#### Problem statement:
Start to finish, the listing must be rewritten exactly.

•••••

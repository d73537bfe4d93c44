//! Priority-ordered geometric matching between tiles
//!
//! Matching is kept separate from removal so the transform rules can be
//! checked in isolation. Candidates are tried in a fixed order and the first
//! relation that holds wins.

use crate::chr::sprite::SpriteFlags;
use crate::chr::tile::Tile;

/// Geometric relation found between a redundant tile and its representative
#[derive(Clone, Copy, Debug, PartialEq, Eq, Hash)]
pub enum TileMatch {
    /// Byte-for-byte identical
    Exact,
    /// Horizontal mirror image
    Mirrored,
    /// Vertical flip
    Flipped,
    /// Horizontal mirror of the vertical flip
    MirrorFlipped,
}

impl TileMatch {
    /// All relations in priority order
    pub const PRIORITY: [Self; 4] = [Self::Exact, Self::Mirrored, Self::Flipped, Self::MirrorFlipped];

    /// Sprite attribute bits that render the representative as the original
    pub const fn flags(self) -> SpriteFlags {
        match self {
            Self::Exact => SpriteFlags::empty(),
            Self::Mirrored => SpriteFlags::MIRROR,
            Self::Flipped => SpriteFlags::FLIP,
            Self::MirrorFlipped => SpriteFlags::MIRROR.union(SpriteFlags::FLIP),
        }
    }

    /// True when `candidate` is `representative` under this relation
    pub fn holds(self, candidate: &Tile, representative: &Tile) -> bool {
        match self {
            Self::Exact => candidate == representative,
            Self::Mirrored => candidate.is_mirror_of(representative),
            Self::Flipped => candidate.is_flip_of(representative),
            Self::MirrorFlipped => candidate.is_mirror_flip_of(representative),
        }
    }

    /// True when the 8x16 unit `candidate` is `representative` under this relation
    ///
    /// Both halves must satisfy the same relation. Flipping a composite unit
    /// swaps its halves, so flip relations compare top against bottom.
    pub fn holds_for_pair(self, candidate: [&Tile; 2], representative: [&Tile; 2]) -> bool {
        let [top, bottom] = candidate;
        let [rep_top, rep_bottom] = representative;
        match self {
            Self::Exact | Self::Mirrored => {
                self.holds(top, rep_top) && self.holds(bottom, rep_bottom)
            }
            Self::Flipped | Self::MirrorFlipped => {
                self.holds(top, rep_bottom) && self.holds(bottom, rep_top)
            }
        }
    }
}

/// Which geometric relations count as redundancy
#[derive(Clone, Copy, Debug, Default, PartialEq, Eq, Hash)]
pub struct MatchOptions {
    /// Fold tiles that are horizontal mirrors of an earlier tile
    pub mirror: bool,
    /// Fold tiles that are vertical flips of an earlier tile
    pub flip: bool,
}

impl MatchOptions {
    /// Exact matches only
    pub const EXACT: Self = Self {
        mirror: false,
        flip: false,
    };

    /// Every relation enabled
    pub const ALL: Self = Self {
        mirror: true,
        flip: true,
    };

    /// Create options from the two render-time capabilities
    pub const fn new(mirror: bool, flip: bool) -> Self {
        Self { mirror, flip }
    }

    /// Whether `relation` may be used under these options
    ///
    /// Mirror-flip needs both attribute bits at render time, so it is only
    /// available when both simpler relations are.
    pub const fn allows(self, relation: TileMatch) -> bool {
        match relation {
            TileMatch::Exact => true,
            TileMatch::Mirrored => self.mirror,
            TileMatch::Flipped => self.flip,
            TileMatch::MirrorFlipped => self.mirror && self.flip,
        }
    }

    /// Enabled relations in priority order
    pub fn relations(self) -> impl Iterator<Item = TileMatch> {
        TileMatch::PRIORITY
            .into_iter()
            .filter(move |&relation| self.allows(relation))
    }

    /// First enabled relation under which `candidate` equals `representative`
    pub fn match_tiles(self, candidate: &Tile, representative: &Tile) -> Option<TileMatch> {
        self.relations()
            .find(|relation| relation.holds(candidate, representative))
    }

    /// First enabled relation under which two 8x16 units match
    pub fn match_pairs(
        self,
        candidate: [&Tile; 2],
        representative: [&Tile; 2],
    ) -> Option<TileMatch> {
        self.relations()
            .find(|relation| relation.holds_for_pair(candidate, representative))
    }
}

•••••

#### Solution to the problem:
repository d73537bfe4d93c44
//! Priority-ordered geometric matching between tiles
//!
//! Matching is kept separate from removal so the transform rules can be
//! checked in isolation. Candidates are tried in a fixed order and the first
//! relation that holds wins.

use crate::chr::sprite::SpriteFlags;
use crate::chr::tile::Tile;

/// Geometric relation found between a redundant tile and its representative
#[derive(Clone, Copy, Debug, PartialEq, Eq, Hash)]
pub enum TileMatch {
    /// Byte-for-byte identical
    Exact,
    /// Horizontal mirror image
    Mirrored,
    /// Vertical flip
    Flipped,
    /// Horizontal mirror of the vertical flip
    MirrorFlipped,
}

impl TileMatch {
    /// All relations in priority order
    pub const PRIORITY: [Self; 4] = [Self::Exact, Self::Mirrored, Self::Flipped, Self::MirrorFlipped];

    /// Sprite attribute bits that render the representative as the original
    pub const fn flags(self) -> SpriteFlags {
        match self {
            Self::Exact => SpriteFlags::empty(),
            Self::Mirrored => SpriteFlags::MIRROR,
            Self::Flipped => SpriteFlags::FLIP,
            Self::MirrorFlipped => SpriteFlags::MIRROR.union(SpriteFlags::FLIP),
        }
    }

    /// True when `candidate` is `representative` under this relation
    pub fn holds(self, candidate: &Tile, representative: &Tile) -> bool {
        match self {
            Self::Exact => candidate == representative,
            Self::Mirrored => candidate.is_mirror_of(representative),
            Self::Flipped => candidate.is_flip_of(representative),
            Self::MirrorFlipped => candidate.is_mirror_flip_of(representative),
        }
    }

    /// True when the 8x16 unit `candidate` is `representative` under this relation
    ///
    /// Both halves must satisfy the same relation. Flipping a composite unit
    /// swaps its halves, so flip relations compare top against bottom.
    pub fn holds_for_pair(self, candidate: [&Tile; 2], representative: [&Tile; 2]) -> bool {
        let [top, bottom] = candidate;
        let [rep_top, rep_bottom] = representative;
        match self {
            Self::Exact | Self::Mirrored => {
                self.holds(top, rep_top) && self.holds(bottom, rep_bottom)
            }
            Self::Flipped | Self::MirrorFlipped => {
                self.holds(top, rep_bottom) && self.holds(bottom, rep_top)
            }
        }
    }
}

/// Which geometric relations count as redundancy
#[derive(Clone, Copy, Debug, Default, PartialEq, Eq, Hash)]
pub struct MatchOptions {
    /// Fold tiles that are horizontal mirrors of an earlier tile
    pub mirror: bool,
    /// Fold tiles that are vertical flips of an earlier tile
    pub flip: bool,
}

impl MatchOptions {
    /// Exact matches only
    pub const EXACT: Self = Self {
        mirror: false,
        flip: false,
    };

    /// Every relation enabled
    pub const ALL: Self = Self {
        mirror: true,
        flip: true,
    };

    /// Create options from the two render-time capabilities
    pub const fn new(mirror: bool, flip: bool) -> Self {
        Self { mirror, flip }
    }

    /// Whether `relation` may be used under these options
    ///
    /// Mirror-flip needs both attribute bits at render time, so it is only
    /// available when both simpler relations are.
    pub const fn allows(self, relation: TileMatch) -> bool {
        match relation {
            TileMatch::Exact => true,
            TileMatch::Mirrored => self.mirror,
            TileMatch::Flipped => self.flip,
            TileMatch::MirrorFlipped => self.mirror && self.flip,
        }
    }

    /// Enabled relations in priority order
    pub fn relations(self) -> impl Iterator<Item = TileMatch> {
        TileMatch::PRIORITY
            .into_iter()
            .filter(move |&relation| self.allows(relation))
    }

    /// First enabled relation under which `candidate` equals `representative`
    pub fn match_tiles(self, candidate: &Tile, representative: &Tile) -> Option<TileMatch> {
        self.relations()
            .find(|relation| relation.holds(candidate, representative))
    }

    /// First enabled relation under which two 8x16 units match
    pub fn match_pairs(
        self,
        candidate: [&Tile; 2],
        representative: [&Tile; 2],
    ) -> Option<TileMatch> {
        self.relations()
            .find(|relation| relation.holds_for_pair(candidate, representative))
    }
}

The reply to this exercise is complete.